Of 84 people randomized, 76 completed week 48 and 73 week 96. Age averaged 54 years in both the 44 people randomized to rosuvastatin and the 40 randomized to placebo. All but 2 participants were men and almost 90% white. Framingham Risk Score averaged 11% in the rosuvastatin and placebo groups. About one third in both groups smoked, and about one third had a family history of MI.
Total cholesterol and LDL cholesterol both fell significantly with rosuvastatin compared with placebo by week 24, and participants maintained that difference through weeks 48 and 96 (P < 0.001 for all). But in the intention-to-treat population, cIMT did not change significantly over 96 weeks with rosuvastatin (0.722 to 0.726 mm, P = 0.319) or placebo (0.772 to 0.779 mm, P = 0.115). Those results did not vary much when researchers restricted the analysis to people who remained on assigned treatment through 96 weeks. Nor did cIMT results differ substantially after adjustment for age, gender, and initial Framingham score.
The researchers recorded a trend toward a slightly higher level of high-sensitivity C-reactive protein (an inflammation marker) with placebo than with rosuvastatin at week 96 (P = 0.53), but interleukin-6 levels did not vary much between the two groups through 96 weeks.
Compared with the placebo group, higher proportions of people assigned to rosuvastatin had grade 2 adverse events (27% versus 0%), grade 3 events (11% versus 0%), and grade 4 events (4% versus 0%). Grade 3 and 4 events included some of the hard cardiovascular endpoints statins aim to prevent--stroke, acute MI, heart failure, and type 2 diabetes. Adherence to assigned treatment was high.
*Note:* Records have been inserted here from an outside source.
/// Network interface inspection: extracts the IPv4 address the VPN client
/// assigned to its tunnel interface.
use crate::probe::StatusProbe;

/// Address assigned to `name` (conventionally `tun0`), or `None` if the
/// interface status tool fails or reports no `inet` line.
///
/// The tool's output is scanned line by line for the token `inet`; the token
/// immediately following it is the address. Only the first match counts, so
/// secondary addresses and `inet6` lines are ignored.
pub fn interface_address(probe: &dyn StatusProbe, name: &str) -> Option<String> {
    let output = probe.query_interface(name)?;
    for line in output.lines() {
        let tokens: Vec<&str> = line.split_whitespace().collect();
        for pair in tokens.windows(2) {
            if pair[0] == "inet" {
                return Some(pair[1].to_string());
            }
        }
    }
    tracing::debug!(interface = name, "no inet line in interface status output");
    None
}
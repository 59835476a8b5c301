/// Capability seam over the OS status tools the wrapper shells out to.
///
/// `SystemProbe` invokes the real utilities; tests substitute fixed textual
/// outputs instead of spawning anything.
use std::io::Read;
use std::process::{Command, Stdio};
use std::time::{Duration, Instant};

/// Queries external status tools for interface and process state.
///
/// All failures (missing tool, non-zero exit, timeout) collapse to `None`;
/// callers treat absent output as a normal "not available" outcome.
pub trait StatusProbe {
    /// Raw stdout of the interface status tool for `name`, if it succeeded.
    fn query_interface(&self, name: &str) -> Option<String>;

    /// Raw stdout of the process status tool for `pid`, if it succeeded.
    fn query_process(&self, pid: &str) -> Option<String>;
}

/// Probe implementation that invokes the real OS utilities.
#[derive(Debug, Default)]
pub struct SystemProbe;

impl SystemProbe {
    /// Hard ceiling on any single tool invocation. The tools answer in
    /// milliseconds; anything slower is treated as a failed probe.
    const TIMEOUT: Duration = Duration::from_secs(5);

    pub fn new() -> Self {
        Self
    }
}

impl StatusProbe for SystemProbe {
    fn query_interface(&self, name: &str) -> Option<String> {
        let mut cmd = Command::new("ifconfig");
        cmd.arg(name);
        run_with_timeout(cmd, Self::TIMEOUT)
    }

    fn query_process(&self, pid: &str) -> Option<String> {
        let mut cmd = Command::new("ps");
        cmd.args(["-p", pid, "-o", "lstart="]);
        run_with_timeout(cmd, Self::TIMEOUT)
    }
}

/// Run a command to completion and return its stdout, or `None` on spawn
/// failure, non-zero exit, or timeout.
///
/// Exit is polled rather than awaited so a wedged tool cannot hang the
/// caller. Stdout is drained on a helper thread while the poll loop runs,
/// so a tool emitting more than the pipe buffer still exits instead of
/// blocking against a full pipe until the deadline.
fn run_with_timeout(mut cmd: Command, timeout: Duration) -> Option<String> {
    cmd.stdin(Stdio::null())
        .stdout(Stdio::piped())
        .stderr(Stdio::null());

    let mut child = match cmd.spawn() {
        Ok(child) => child,
        Err(e) => {
            tracing::debug!(error = %e, "failed to spawn status tool");
            return None;
        }
    };

    let mut stdout = child.stdout.take()?;
    let reader = std::thread::spawn(move || {
        let mut buf = String::new();
        stdout.read_to_string(&mut buf).ok().map(|_| buf)
    });

    let deadline = Instant::now() + timeout;
    loop {
        match child.try_wait() {
            Ok(Some(status)) => {
                let output = reader.join().ok().flatten();
                if !status.success() {
                    return None;
                }
                return output;
            }
            Ok(None) => {
                if Instant::now() >= deadline {
                    tracing::debug!("status tool exceeded invocation timeout, killing");
                    let _ = child.kill();
                    let _ = child.wait();
                    // Killing the child closes the pipe, so the reader sees
                    // EOF and finishes.
                    let _ = reader.join();
                    return None;
                }
                std::thread::sleep(Duration::from_millis(25));
            }
            Err(e) => {
                tracing::debug!(error = %e, "failed to poll status tool");
                let _ = child.kill();
                let _ = child.wait();
                let _ = reader.join();
                return None;
            }
        }
    }
}

#[cfg(test)]
mod tests {
    use super::*;

    fn sh(script: &str) -> Command {
        let mut cmd = Command::new("sh");
        cmd.args(["-c", script]);
        cmd
    }

    #[test]
    fn test_run_captures_stdout_on_success() {
        let out = run_with_timeout(sh("printf 'hello world'"), Duration::from_secs(5));
        assert_eq!(out.as_deref(), Some("hello world"));
    }

    #[test]
    fn test_run_nonzero_exit_is_none() {
        let out = run_with_timeout(sh("exit 3"), Duration::from_secs(5));
        assert_eq!(out, None);
    }

    #[test]
    fn test_run_missing_binary_is_none() {
        let cmd = Command::new("definitely-not-a-real-tool-xyz");
        assert_eq!(run_with_timeout(cmd, Duration::from_secs(5)), None);
    }

    #[test]
    fn test_run_drains_output_larger_than_pipe_buffer() {
        // 200 KB is well past the ~64 KiB pipe buffer; the tool must finish
        // promptly rather than blocking on a full pipe until the deadline.
        let start = Instant::now();
        let out = run_with_timeout(sh("yes | head -c 200000"), Duration::from_secs(10));
        assert_eq!(out.map(|s| s.len()), Some(200000));
        assert!(start.elapsed() < Duration::from_secs(5));
    }

    #[test]
    fn test_run_kills_on_timeout() {
        let start = Instant::now();
        let out = run_with_timeout(sh("sleep 30"), Duration::from_millis(200));
        assert_eq!(out, None);
        assert!(start.elapsed() < Duration::from_secs(5));
    }
}
/// One-time auth codes for the VPN login: standard RFC 6238 TOTP over a
/// caller-supplied base32 shared secret (SHA-1, 6 digits, 30-second window).
use totp_rs::{Algorithm, Secret, TOTP};

/// Generate the code for the current time window.
///
/// No caching: two calls inside one window return the same code, and a call
/// in the next window reflects it immediately.
pub fn generate(secret: &str) -> Result<String, OtpError> {
    let key = Secret::Encoded(secret.trim().to_string())
        .to_bytes()
        .map_err(|e| OtpError::Secret(format!("{e:?}")))?;

    // new_unchecked: authenticator secrets in the wild are routinely shorter
    // than the RFC 4226 128-bit minimum that TOTP::new enforces.
    let totp = TOTP::new_unchecked(Algorithm::SHA1, 6, 1, 30, key);
    totp.generate_current().map_err(OtpError::Clock)
}

/// Errors from one-time code generation.
#[derive(Debug)]
pub enum OtpError {
    /// The shared secret is not valid base32.
    Secret(String),
    /// The system clock is unreadable (before the unix epoch).
    Clock(std::time::SystemTimeError),
}

impl std::fmt::Display for OtpError {
    fn fmt(&self, f: &mut std::fmt::Formatter<'_>) -> std::fmt::Result {
        match self {
            OtpError::Secret(detail) => {
                write!(f, "failed to decode TOTP secret: {detail}")
            }
            OtpError::Clock(source) => {
                write!(f, "failed to read system time for TOTP window: {source}")
            }
        }
    }
}

impl std::error::Error for OtpError {
    fn source(&self) -> Option<&(dyn std::error::Error + 'static)> {
        match self {
            OtpError::Secret(_) => None,
            OtpError::Clock(source) => Some(source),
        }
    }
}
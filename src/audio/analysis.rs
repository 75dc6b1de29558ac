use rayon::prelude::*;
use rustfft::{num_complex::Complex, FftPlanner};

use super::decode::{decode_bytes, DecodedTrack};
use super::features::AudioFeatureSet;
use crate::error::AnalysisError;

pub const DEFAULT_WINDOW_SIZE: usize = 2048;

/// Reference tempo the placeholder heuristic scales from.
const BASE_BPM: f32 = 120.0;

/// Decode then compute. This is what the extraction worker runs per upload.
pub fn extract_from_bytes(
    bytes: Vec<u8>,
    extension: Option<&str>,
    window_size: usize,
) -> Result<AudioFeatureSet, AnalysisError> {
    validate_window(window_size)?;
    let track = decode_bytes(bytes, extension)?;
    extract_features(&track, window_size)
}

/// One pass over the first channel of a decoded track.
pub fn extract_features(track: &DecodedTrack, window_size: usize) -> Result<AudioFeatureSet, AnalysisError> {
    validate_window(window_size)?;

    let samples = track.first_channel();
    let duration = track.duration();

    let rms = rms(samples);
    let tempo = estimate_tempo(samples.len(), track.sample_rate, duration);
    let spectrum = mean_spectrum(samples, window_size);
    let centroid = spectral_centroid(&spectrum);

    log::info!(
        "Features: rms={:.4}, centroid={:.4}, tempo={:.1} BPM (placeholder), duration={:.2}s",
        rms, centroid, tempo, duration
    );

    Ok(AudioFeatureSet {
        rms,
        spectral_centroid: centroid,
        tempo_estimate_bpm: tempo,
        duration_seconds: duration,
    })
}

pub fn validate_window(window_size: usize) -> Result<(), AnalysisError> {
    if window_size < 2 || !window_size.is_power_of_two() {
        return Err(AnalysisError::InvalidWindow(window_size));
    }
    Ok(())
}

pub fn rms(samples: &[f32]) -> f32 {
    if samples.is_empty() {
        return 0.0;
    }
    let sum: f64 = samples.par_iter().map(|&s| (s as f64) * (s as f64)).sum();
    (sum / samples.len() as f64).sqrt() as f32
}

/// Placeholder tempo: the sample count per second of audio, relative to the
/// sample rate, scaled to a reference tempo. No onset detection happens here;
/// for consistent input this is always `BASE_BPM`.
pub fn estimate_tempo(sample_count: usize, sample_rate: u32, duration: f32) -> f32 {
    if sample_rate == 0 || duration <= 0.0 {
        return BASE_BPM;
    }
    let bpm = BASE_BPM * (sample_count as f32 / duration) / sample_rate as f32;
    if bpm.is_finite() && bpm > 0.0 {
        bpm
    } else {
        BASE_BPM
    }
}

/// `Σ(i · mag_i) / bin_count`. Not normalized by total magnitude, so the
/// result is linear in the magnitudes.
pub fn spectral_centroid(magnitudes: &[f32]) -> f32 {
    if magnitudes.is_empty() {
        return 0.0;
    }
    let weighted: f32 = magnitudes
        .iter()
        .enumerate()
        .map(|(i, &mag)| i as f32 * mag)
        .sum();
    weighted / magnitudes.len() as f32
}

/// Mean amplitude spectrum (`window_size / 2` bins) over half-overlapping
/// Hann-windowed hops. Input shorter than one window is zero-padded.
pub fn mean_spectrum(samples: &[f32], window_size: usize) -> Vec<f32> {
    let half = window_size / 2;
    let hop = half.max(1);

    let positions: Vec<usize> = if samples.len() <= window_size {
        vec![0]
    } else {
        (0..=samples.len() - window_size).step_by(hop).collect()
    };

    let mut planner = FftPlanner::<f32>::new();
    let fft = planner.plan_fft_forward(window_size);
    let hann = hann_window(window_size);
    let scale = 2.0 / window_size as f32;

    let summed = positions
        .par_iter()
        .map(|&pos| {
            let end = (pos + window_size).min(samples.len());
            let mut buffer = vec![Complex::new(0.0f32, 0.0); window_size];
            for (i, &s) in samples[pos..end].iter().enumerate() {
                buffer[i] = Complex::new(s * hann[i], 0.0);
            }
            fft.process(&mut buffer);
            buffer[..half].iter().map(|c| c.norm() * scale).collect::<Vec<f32>>()
        })
        .reduce(
            || vec![0.0f32; half],
            |mut acc, mags| {
                acc.iter_mut().zip(mags).for_each(|(a, m)| *a += m);
                acc
            },
        );

    let count = positions.len() as f32;
    summed.into_iter().map(|m| m / count).collect()
}

pub fn hann_window(size: usize) -> Vec<f32> {
    if size < 2 {
        return vec![1.0; size];
    }
    (0..size)
        .map(|i| {
            0.5 * (1.0 - (2.0 * std::f32::consts::PI * i as f32 / (size - 1) as f32).cos())
        })
        .collect()
}

#[cfg(test)]
mod tests {
    use super::*;
    use crate::audio::decode::tests::{sine, wav_bytes};

    #[test]
    fn full_scale_sine_rms() {
        let bytes = wav_bytes(&sine(440.0, 1.0, 44_100), 44_100);
        let features = extract_from_bytes(bytes, Some("wav"), DEFAULT_WINDOW_SIZE).unwrap();
        assert!((features.rms - 0.707).abs() < 0.01, "rms = {}", features.rms);
        assert!((features.duration_seconds - 1.0).abs() < 0.01);
        assert!(features.tempo_estimate_bpm > 0.0);
    }

    #[test]
    fn silent_buffer_has_zero_rms() {
        let bytes = wav_bytes(&vec![0.0; 2 * 22_050], 22_050);
        let features = extract_from_bytes(bytes, Some("wav"), DEFAULT_WINDOW_SIZE).unwrap();
        assert_eq!(features.rms, 0.0);
        assert_eq!(features.spectral_centroid, 0.0);
        assert!((features.duration_seconds - 2.0).abs() < 0.01);
    }

    #[test]
    fn rms_stays_within_full_scale() {
        let square: Vec<f32> = (0..4096).map(|i| if i % 2 == 0 { 1.0 } else { -1.0 }).collect();
        let r = rms(&square);
        assert!((0.0..=1.0).contains(&r));
        assert!((r - 1.0).abs() < 1e-6);
        assert_eq!(rms(&[]), 0.0);
    }

    #[test]
    fn centroid_scales_linearly_with_magnitude() {
        let mags = [0.1f32, 0.4, 0.2, 0.9, 0.0, 0.3];
        let base = spectral_centroid(&mags);
        let scaled: Vec<f32> = mags.iter().map(|m| m * 3.0).collect();
        assert!((spectral_centroid(&scaled) - 3.0 * base).abs() < 1e-5);
    }

    #[test]
    fn centroid_uses_bin_count_denominator() {
        // Σ i·mag = 0·1 + 1·1 + 2·1 + 3·1 = 6, over 4 bins
        assert_eq!(spectral_centroid(&[1.0, 1.0, 1.0, 1.0]), 1.5);
        assert_eq!(spectral_centroid(&[]), 0.0);
    }

    #[test]
    fn spectrum_peaks_at_tone_bin() {
        let sr = 8_192;
        // 512 Hz with a 1024 window at 8192 Hz lands exactly on bin 64
        let samples = sine(512.0, 1.0, sr);
        let spectrum = mean_spectrum(&samples, 1024);
        assert_eq!(spectrum.len(), 512);
        let peak = spectrum
            .iter()
            .enumerate()
            .max_by(|a, b| a.1.total_cmp(b.1))
            .map(|(i, _)| i)
            .unwrap();
        assert_eq!(peak, 64);
    }

    #[test]
    fn short_input_is_zero_padded() {
        let spectrum = mean_spectrum(&[0.5; 10], 64);
        assert_eq!(spectrum.len(), 32);
        assert!(spectrum[0] > 0.0);
    }

    #[test]
    fn tempo_placeholder_is_reference_for_consistent_input() {
        assert_eq!(estimate_tempo(44_100, 44_100, 1.0), 120.0);
        assert_eq!(estimate_tempo(10, 0, 1.0), 120.0);
        assert_eq!(estimate_tempo(0, 44_100, 1.0), 120.0);
    }

    #[test]
    fn window_must_be_power_of_two() {
        assert!(validate_window(2048).is_ok());
        assert!(matches!(validate_window(1000), Err(AnalysisError::InvalidWindow(1000))));
        assert!(validate_window(1).is_err());
        assert!(validate_window(0).is_err());
    }

    #[test]
    fn garbage_bytes_fail_with_decode_error() {
        let err = extract_from_bytes(vec![1, 2, 3, 4], None, DEFAULT_WINDOW_SIZE).unwrap_err();
        assert!(matches!(err, AnalysisError::Decode(_)));
    }
}
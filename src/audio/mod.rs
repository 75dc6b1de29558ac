pub mod analysis;
pub mod decode;
pub mod features;
pub mod output;
pub mod playback;
pub mod resample;
pub mod spectrum;
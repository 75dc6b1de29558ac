use super::backend::ShadingBackend;
use super::particles::{Particle, ParticleField};
use super::shader::ShaderProgram;
use super::uniforms::{build_uniforms, derive_color};
use crate::audio::features::{AudioFeatureSet, SpectrumSnapshot};
use crate::audio::playback::PlaybackEvent;
use crate::audio::spectrum::{LiveSpectrumSampler, SampleTap};
use crate::error::ShaderBuildError;

#[derive(Clone, Copy, Debug, PartialEq, Eq)]
pub enum RenderState {
    Idle,
    Initializing,
    Ready,
    Running,
    /// Terminal. Audio keeps working without visuals.
    Failed,
}

/// Everything one frame saw. Rebuilt every frame, never kept.
#[allow(dead_code)]
#[derive(Clone, Debug)]
pub struct RenderFrameState {
    pub frame_index: u64,
    pub elapsed_seconds: f32,
    pub features: Option<AudioFeatureSet>,
    pub spectrum: Option<SpectrumSnapshot>,
    pub particles: Vec<Particle>,
}

/// The render loop's owned context: pipeline backend, feature slot, particle
/// pool and live spectrum sampler all live here instead of in globals.
pub struct Visualizer<B: ShadingBackend> {
    backend: B,
    program: ShaderProgram,
    state: RenderState,
    particles: ParticleField,
    sampler: LiveSpectrumSampler,
    features: Option<AudioFeatureSet>,
    generation: u64,
    frames: u64,
}

impl<B: ShadingBackend> Visualizer<B> {
    pub fn new(
        backend: B,
        program: ShaderProgram,
        particles: ParticleField,
        sampler: LiveSpectrumSampler,
    ) -> Self {
        Self {
            backend,
            program,
            state: RenderState::Idle,
            particles,
            sampler,
            features: None,
            generation: 0,
            frames: 0,
        }
    }

    pub fn state(&self) -> RenderState {
        self.state
    }

    #[allow(dead_code)]
    pub fn features(&self) -> Option<&AudioFeatureSet> {
        self.features.as_ref()
    }

    #[allow(dead_code)]
    pub fn backend(&self) -> &B {
        &self.backend
    }

    pub fn resize(&mut self, width: u32, height: u32) {
        if self.state != RenderState::Failed {
            self.backend.resize(width, height);
        }
    }

    /// Feed the live sampler from the playback output.
    pub fn attach_tap(&mut self, tap: SampleTap) {
        self.sampler.attach(tap);
    }

    /// Idle → Initializing → Ready, or Failed on a shader build error.
    pub fn initialize(&mut self) -> Result<(), ShaderBuildError> {
        if self.state != RenderState::Idle {
            log::warn!("initialize called in state {:?}", self.state);
            return Ok(());
        }

        self.state = RenderState::Initializing;
        log::info!("Building shading pipeline...");
        match self.backend.build(&self.program) {
            Ok(()) => {
                self.state = RenderState::Ready;
                log::info!("Shading pipeline ready");
                Ok(())
            }
            Err(e) => {
                self.state = RenderState::Failed;
                log::error!("Visuals disabled: {}", e);
                Err(e)
            }
        }
    }

    pub fn handle_event(&mut self, event: &PlaybackEvent) {
        match event {
            PlaybackEvent::TrackReady { generation, duration } => {
                self.generation = *generation;
                self.features = None;
                log::info!("Track {} ready ({:.1}s)", generation, duration);
                if self.state == RenderState::Ready {
                    self.state = RenderState::Running;
                    log::info!("Render loop running");
                }
            }
            PlaybackEvent::FeaturesReady { generation, features } => {
                if *generation == self.generation {
                    self.features = Some(*features);
                } else {
                    log::warn!(
                        "Dropping features for stale track {} (current {})",
                        generation,
                        self.generation
                    );
                }
            }
            PlaybackEvent::ExtractionFailed { generation, message } => {
                if *generation == self.generation {
                    log::warn!("No features for track {}: {}", generation, message);
                }
            }
            PlaybackEvent::TrackEnded { generation } => {
                log::info!("Track {} ended, visuals continue", generation);
            }
            PlaybackEvent::Paused | PlaybackEvent::Resumed => {}
        }
    }

    /// One loop iteration. Only draws while Running; a draw error is logged
    /// and the loop carries on.
    pub fn frame(&mut self, elapsed: f32) -> Option<RenderFrameState> {
        if self.state != RenderState::Running {
            return None;
        }

        self.particles.advance();
        let spectrum = self.sampler.snapshot();
        let color = derive_color(self.features.as_ref(), spectrum.as_ref(), elapsed);
        let uniforms = build_uniforms(color, elapsed, self.features.as_ref(), self.particles.particles());

        if let Err(e) = self.backend.draw(&uniforms) {
            log::warn!("Frame {} not drawn: {}", self.frames, e);
        }

        let frame_state = RenderFrameState {
            frame_index: self.frames,
            elapsed_seconds: elapsed,
            features: self.features,
            spectrum,
            particles: self.particles.particles().to_vec(),
        };
        self.frames += 1;
        if self.frames % 600 == 0 {
            log::debug!("Frame {} at {:.1}s", self.frames, elapsed);
        }
        Some(frame_state)
    }
}

#[cfg(test)]
pub(crate) mod tests {
    use super::*;
    use crate::config::ParticleConfig;
    use crate::error::FrameError;
    use crate::render::pipeline::FrameUniforms;
    use crate::render::uniforms::NEUTRAL_COLOR;

    /// Validates shaders for real (CPU side) and records what it was asked
    /// to draw.
    #[derive(Default)]
    pub(crate) struct RecordingBackend {
        pub built: bool,
        pub draws: Vec<FrameUniforms>,
        pub fail_draws: bool,
    }

    impl ShadingBackend for RecordingBackend {
        fn build(&mut self, program: &ShaderProgram) -> Result<(), ShaderBuildError> {
            program.validate()?;
            self.built = true;
            Ok(())
        }

        fn draw(&mut self, uniforms: &FrameUniforms) -> Result<(), FrameError> {
            if self.fail_draws {
                return Err(FrameError::Timeout);
            }
            self.draws.push(*uniforms);
            Ok(())
        }
    }

    pub(crate) fn visualizer(program: ShaderProgram) -> Visualizer<RecordingBackend> {
        Visualizer::new(
            RecordingBackend::default(),
            program,
            ParticleField::seeded(&ParticleConfig::default(), 9),
            LiveSpectrumSampler::new(256, 0.8),
        )
    }

    fn features() -> AudioFeatureSet {
        AudioFeatureSet {
            rms: 0.4,
            spectral_centroid: 0.2,
            tempo_estimate_bpm: 120.0,
            duration_seconds: 3.0,
        }
    }

    #[test]
    fn starts_idle_and_becomes_ready() {
        let mut vis = visualizer(ShaderProgram::embedded());
        assert_eq!(vis.state(), RenderState::Idle);
        vis.initialize().unwrap();
        assert_eq!(vis.state(), RenderState::Ready);
        assert!(vis.backend().built);
    }

    #[test]
    fn ready_waits_for_track() {
        let mut vis = visualizer(ShaderProgram::embedded());
        vis.initialize().unwrap();
        assert!(vis.frame(0.0).is_none());

        vis.handle_event(&PlaybackEvent::TrackReady { generation: 1, duration: 2.0 });
        assert_eq!(vis.state(), RenderState::Running);
        let frame = vis.frame(0.016).unwrap();
        assert_eq!(frame.frame_index, 0);
        assert_eq!(frame.particles.len(), 100);
        assert!(frame.features.is_none());
        assert!(frame.spectrum.is_none());
    }

    #[test]
    fn renders_neutral_before_features_arrive() {
        let mut vis = visualizer(ShaderProgram::embedded());
        vis.initialize().unwrap();
        vis.handle_event(&PlaybackEvent::TrackReady { generation: 1, duration: 2.0 });
        vis.frame(0.5).unwrap();
        assert_eq!(vis.backend().draws[0].color, NEUTRAL_COLOR);
    }

    #[test]
    fn syntax_error_fails_and_never_runs() {
        let mut vis = visualizer(ShaderProgram::with_fragment("fn broken( {"));
        assert!(vis.initialize().is_err());
        assert_eq!(vis.state(), RenderState::Failed);

        vis.handle_event(&PlaybackEvent::TrackReady { generation: 1, duration: 1.0 });
        assert_eq!(vis.state(), RenderState::Failed);
        assert!(vis.frame(1.0).is_none());
        assert!(vis.backend().draws.is_empty());
    }

    #[test]
    fn stale_features_are_ignored() {
        let mut vis = visualizer(ShaderProgram::embedded());
        vis.initialize().unwrap();
        vis.handle_event(&PlaybackEvent::TrackReady { generation: 1, duration: 2.0 });
        vis.handle_event(&PlaybackEvent::TrackReady { generation: 2, duration: 2.0 });

        // Extraction for track 1 finishes after track 2 was loaded
        vis.handle_event(&PlaybackEvent::FeaturesReady { generation: 1, features: features() });
        assert!(vis.features().is_none());

        vis.handle_event(&PlaybackEvent::FeaturesReady { generation: 2, features: features() });
        assert_eq!(vis.features(), Some(&features()));
    }

    #[test]
    fn new_track_clears_feature_slot() {
        let mut vis = visualizer(ShaderProgram::embedded());
        vis.initialize().unwrap();
        vis.handle_event(&PlaybackEvent::TrackReady { generation: 1, duration: 2.0 });
        vis.handle_event(&PlaybackEvent::FeaturesReady { generation: 1, features: features() });
        vis.handle_event(&PlaybackEvent::TrackReady { generation: 2, duration: 2.0 });
        assert!(vis.features().is_none());
        assert_eq!(vis.state(), RenderState::Running);
    }

    #[test]
    fn draw_errors_do_not_stop_the_loop() {
        let mut vis = visualizer(ShaderProgram::embedded());
        vis.initialize().unwrap();
        vis.handle_event(&PlaybackEvent::TrackReady { generation: 1, duration: 2.0 });
        vis.backend.fail_draws = true;
        for i in 0..5 {
            assert!(vis.frame(i as f32 * 0.016).is_some());
        }
        assert_eq!(vis.state(), RenderState::Running);
    }

    #[test]
    fn pause_does_not_freeze_visuals() {
        let mut vis = visualizer(ShaderProgram::embedded());
        vis.initialize().unwrap();
        vis.handle_event(&PlaybackEvent::TrackReady { generation: 1, duration: 2.0 });
        let before = vis.frame(0.0).unwrap();
        vis.handle_event(&PlaybackEvent::Paused);
        let after = vis.frame(0.016).unwrap();
        assert_eq!(vis.state(), RenderState::Running);
        assert_eq!(after.frame_index, before.frame_index + 1);
        assert_ne!(after.particles, before.particles);
    }

    #[test]
    fn initialize_twice_is_harmless() {
        let mut vis = visualizer(ShaderProgram::embedded());
        vis.initialize().unwrap();
        vis.initialize().unwrap();
        assert_eq!(vis.state(), RenderState::Ready);
    }
}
Given rosuvastatin's failure to slow atherosclerotic progression in HIV-positive people at moderate cardiovascular risk, the researchers underlined the "need to await the currently running REPRIEVE trial [2] before different thresholds for the institution of primary preventative therapy in people with HIV can be recommended."
1. Trevillyan J, Dart A, Cavassini M, et al. Impact of rosuvastatin on atherosclerotic progression in people with HIV at moderate cardiovascular risk; A multinational, randomized, double blind, placebo-controlled trial. 10th IAS Conference on HIV Science (IAS 2019), July 21-24, 2019, Mexico City. Abstract MOAB0201.